• **What the task asks**: Below are entries; print them exactly from the first line through the one containing "let mut matched".

__________

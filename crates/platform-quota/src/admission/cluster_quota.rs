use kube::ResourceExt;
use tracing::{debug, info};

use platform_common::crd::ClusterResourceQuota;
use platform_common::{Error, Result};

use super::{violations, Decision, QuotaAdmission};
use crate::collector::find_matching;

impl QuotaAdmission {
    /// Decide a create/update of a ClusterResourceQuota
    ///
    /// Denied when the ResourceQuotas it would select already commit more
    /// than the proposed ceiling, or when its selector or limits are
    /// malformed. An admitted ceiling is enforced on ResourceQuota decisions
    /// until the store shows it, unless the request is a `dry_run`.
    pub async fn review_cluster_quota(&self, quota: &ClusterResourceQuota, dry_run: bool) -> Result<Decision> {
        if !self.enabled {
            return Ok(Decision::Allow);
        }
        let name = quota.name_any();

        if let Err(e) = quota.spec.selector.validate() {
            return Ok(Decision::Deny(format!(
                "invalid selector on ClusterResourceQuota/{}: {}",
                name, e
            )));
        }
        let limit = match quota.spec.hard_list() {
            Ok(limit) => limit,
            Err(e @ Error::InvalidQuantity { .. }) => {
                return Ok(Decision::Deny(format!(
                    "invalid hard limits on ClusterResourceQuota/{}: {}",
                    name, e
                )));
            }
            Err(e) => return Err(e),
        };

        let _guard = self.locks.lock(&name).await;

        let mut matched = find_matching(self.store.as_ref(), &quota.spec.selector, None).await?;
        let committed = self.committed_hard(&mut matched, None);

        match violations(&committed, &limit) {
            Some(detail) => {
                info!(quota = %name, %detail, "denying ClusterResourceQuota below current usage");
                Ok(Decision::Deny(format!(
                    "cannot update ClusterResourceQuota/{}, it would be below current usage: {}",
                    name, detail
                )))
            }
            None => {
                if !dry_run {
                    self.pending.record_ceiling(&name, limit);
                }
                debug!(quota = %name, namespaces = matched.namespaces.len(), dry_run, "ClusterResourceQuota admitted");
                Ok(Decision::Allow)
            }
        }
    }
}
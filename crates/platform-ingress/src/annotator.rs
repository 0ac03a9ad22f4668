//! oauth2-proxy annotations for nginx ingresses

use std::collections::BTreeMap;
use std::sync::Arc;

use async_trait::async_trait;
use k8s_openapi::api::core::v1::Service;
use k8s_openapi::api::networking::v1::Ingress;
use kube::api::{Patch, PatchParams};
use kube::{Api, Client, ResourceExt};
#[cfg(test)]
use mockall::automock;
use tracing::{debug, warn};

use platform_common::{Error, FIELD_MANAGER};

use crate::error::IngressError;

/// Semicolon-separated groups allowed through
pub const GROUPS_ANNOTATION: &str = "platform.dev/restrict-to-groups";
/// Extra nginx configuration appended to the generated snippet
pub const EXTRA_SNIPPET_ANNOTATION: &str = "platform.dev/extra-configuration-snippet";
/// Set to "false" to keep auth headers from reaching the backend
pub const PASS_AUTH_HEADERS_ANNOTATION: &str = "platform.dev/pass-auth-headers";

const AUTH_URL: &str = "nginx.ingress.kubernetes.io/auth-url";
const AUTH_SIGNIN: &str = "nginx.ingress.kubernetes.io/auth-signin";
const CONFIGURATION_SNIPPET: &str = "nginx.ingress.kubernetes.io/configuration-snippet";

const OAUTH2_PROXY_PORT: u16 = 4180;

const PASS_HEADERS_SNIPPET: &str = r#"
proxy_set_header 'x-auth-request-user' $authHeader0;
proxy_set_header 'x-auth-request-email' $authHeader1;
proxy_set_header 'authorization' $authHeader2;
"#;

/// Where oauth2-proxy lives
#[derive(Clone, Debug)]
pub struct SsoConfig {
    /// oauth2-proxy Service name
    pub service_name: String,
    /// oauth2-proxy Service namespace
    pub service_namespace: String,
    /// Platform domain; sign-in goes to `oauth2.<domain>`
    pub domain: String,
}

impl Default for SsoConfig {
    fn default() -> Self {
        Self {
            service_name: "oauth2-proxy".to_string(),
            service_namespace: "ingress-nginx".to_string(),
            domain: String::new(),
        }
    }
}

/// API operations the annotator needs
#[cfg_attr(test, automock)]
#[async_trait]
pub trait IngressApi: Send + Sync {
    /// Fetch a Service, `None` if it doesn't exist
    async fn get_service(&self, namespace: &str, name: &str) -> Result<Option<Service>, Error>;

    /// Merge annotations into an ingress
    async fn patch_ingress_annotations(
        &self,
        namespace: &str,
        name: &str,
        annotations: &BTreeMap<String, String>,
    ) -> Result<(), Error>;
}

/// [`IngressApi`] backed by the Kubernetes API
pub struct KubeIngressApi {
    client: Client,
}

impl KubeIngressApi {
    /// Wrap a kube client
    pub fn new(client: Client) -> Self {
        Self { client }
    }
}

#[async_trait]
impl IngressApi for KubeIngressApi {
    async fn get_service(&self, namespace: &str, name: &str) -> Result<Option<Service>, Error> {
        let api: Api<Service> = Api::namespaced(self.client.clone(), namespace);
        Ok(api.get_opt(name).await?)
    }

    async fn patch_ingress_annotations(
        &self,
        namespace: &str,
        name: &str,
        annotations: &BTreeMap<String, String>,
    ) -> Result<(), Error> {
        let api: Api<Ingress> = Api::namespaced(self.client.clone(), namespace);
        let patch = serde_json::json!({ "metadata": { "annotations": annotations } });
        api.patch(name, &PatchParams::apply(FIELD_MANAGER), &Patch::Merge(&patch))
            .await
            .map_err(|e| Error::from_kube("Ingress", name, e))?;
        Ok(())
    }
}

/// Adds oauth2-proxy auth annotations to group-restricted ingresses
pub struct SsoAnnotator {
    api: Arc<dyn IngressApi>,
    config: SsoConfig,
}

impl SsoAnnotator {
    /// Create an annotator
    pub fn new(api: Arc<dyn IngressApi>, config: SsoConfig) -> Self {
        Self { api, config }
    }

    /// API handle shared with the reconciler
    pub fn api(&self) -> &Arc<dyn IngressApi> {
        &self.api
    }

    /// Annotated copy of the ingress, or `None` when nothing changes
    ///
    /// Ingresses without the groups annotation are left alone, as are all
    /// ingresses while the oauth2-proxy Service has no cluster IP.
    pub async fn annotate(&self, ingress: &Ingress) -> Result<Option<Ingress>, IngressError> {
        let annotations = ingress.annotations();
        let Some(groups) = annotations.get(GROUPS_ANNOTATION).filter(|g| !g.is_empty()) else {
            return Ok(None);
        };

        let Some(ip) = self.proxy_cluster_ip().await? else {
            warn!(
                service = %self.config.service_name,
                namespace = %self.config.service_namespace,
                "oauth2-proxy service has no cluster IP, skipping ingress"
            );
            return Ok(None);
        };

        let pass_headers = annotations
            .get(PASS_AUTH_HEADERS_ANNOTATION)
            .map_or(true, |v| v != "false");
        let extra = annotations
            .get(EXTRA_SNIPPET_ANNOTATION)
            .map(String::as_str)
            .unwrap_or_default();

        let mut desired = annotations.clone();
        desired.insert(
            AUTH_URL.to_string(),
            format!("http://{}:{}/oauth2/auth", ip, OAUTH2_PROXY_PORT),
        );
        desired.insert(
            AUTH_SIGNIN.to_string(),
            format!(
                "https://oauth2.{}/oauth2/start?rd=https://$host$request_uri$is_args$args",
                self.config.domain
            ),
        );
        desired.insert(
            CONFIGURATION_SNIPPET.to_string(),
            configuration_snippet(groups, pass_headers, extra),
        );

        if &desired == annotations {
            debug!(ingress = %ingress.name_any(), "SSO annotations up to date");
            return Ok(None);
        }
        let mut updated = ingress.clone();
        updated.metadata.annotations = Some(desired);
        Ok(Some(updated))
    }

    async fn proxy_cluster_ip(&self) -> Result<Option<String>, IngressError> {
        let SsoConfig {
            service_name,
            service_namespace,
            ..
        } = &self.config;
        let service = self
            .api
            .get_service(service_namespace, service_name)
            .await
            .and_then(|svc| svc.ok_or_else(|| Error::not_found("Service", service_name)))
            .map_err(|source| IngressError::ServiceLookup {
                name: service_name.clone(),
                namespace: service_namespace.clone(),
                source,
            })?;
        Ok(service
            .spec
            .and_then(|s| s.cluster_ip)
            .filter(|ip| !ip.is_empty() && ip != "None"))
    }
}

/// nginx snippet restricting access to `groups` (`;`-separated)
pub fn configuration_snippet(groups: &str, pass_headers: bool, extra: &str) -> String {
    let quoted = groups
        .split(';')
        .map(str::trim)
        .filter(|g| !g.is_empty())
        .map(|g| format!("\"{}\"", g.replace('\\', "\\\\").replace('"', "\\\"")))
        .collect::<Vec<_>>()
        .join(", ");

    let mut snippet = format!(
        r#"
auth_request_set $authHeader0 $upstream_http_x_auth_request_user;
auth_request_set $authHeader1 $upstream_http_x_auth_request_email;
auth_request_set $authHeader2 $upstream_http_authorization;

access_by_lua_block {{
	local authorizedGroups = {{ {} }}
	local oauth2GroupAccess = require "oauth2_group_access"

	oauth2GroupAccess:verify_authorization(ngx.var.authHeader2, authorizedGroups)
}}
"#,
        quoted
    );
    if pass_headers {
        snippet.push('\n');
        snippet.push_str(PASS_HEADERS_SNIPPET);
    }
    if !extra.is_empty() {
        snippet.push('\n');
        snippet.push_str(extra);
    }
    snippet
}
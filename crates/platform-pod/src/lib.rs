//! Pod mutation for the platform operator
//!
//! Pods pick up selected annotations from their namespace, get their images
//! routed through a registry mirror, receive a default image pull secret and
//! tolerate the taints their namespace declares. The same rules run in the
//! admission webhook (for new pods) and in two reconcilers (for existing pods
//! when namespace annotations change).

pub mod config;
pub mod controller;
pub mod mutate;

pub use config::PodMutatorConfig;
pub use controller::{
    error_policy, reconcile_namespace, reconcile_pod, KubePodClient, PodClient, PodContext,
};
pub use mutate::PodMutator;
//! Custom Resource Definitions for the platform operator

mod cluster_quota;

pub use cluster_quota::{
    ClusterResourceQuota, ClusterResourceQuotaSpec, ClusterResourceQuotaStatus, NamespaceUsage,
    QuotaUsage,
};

__________

• **Solution for this task**:
filename crates/platform-quota/src/admission/cluster_quota.rs
use kube::ResourceExt;
use tracing::{debug, info};

use platform_common::crd::ClusterResourceQuota;
use platform_common::{Error, Result};

use super::{violations, Decision, QuotaAdmission};
use crate::collector::find_matching;

impl QuotaAdmission {
    /// Decide a create/update of a ClusterResourceQuota
    ///
    /// Denied when the ResourceQuotas it would select already commit more
    /// than the proposed ceiling, or when its selector or limits are
    /// malformed. An admitted ceiling is enforced on ResourceQuota decisions
    /// until the store shows it, unless the request is a `dry_run`.
    pub async fn review_cluster_quota(&self, quota: &ClusterResourceQuota, dry_run: bool) -> Result<Decision> {
        if !self.enabled {
            return Ok(Decision::Allow);
        }
        let name = quota.name_any();

        if let Err(e) = quota.spec.selector.validate() {
            return Ok(Decision::Deny(format!(
                "invalid selector on ClusterResourceQuota/{}: {}",
                name, e
            )));
        }
        let limit = match quota.spec.hard_list() {
            Ok(limit) => limit,
            Err(e @ Error::InvalidQuantity { .. }) => {
                return Ok(Decision::Deny(format!(
                    "invalid hard limits on ClusterResourceQuota/{}: {}",
                    name, e
                )));
            }
            Err(e) => return Err(e),
        };

        let _guard = self.locks.lock(&name).await;

        let mut matched = find_matching(self.store.as_ref(), &quota.spec.selector, None).await?;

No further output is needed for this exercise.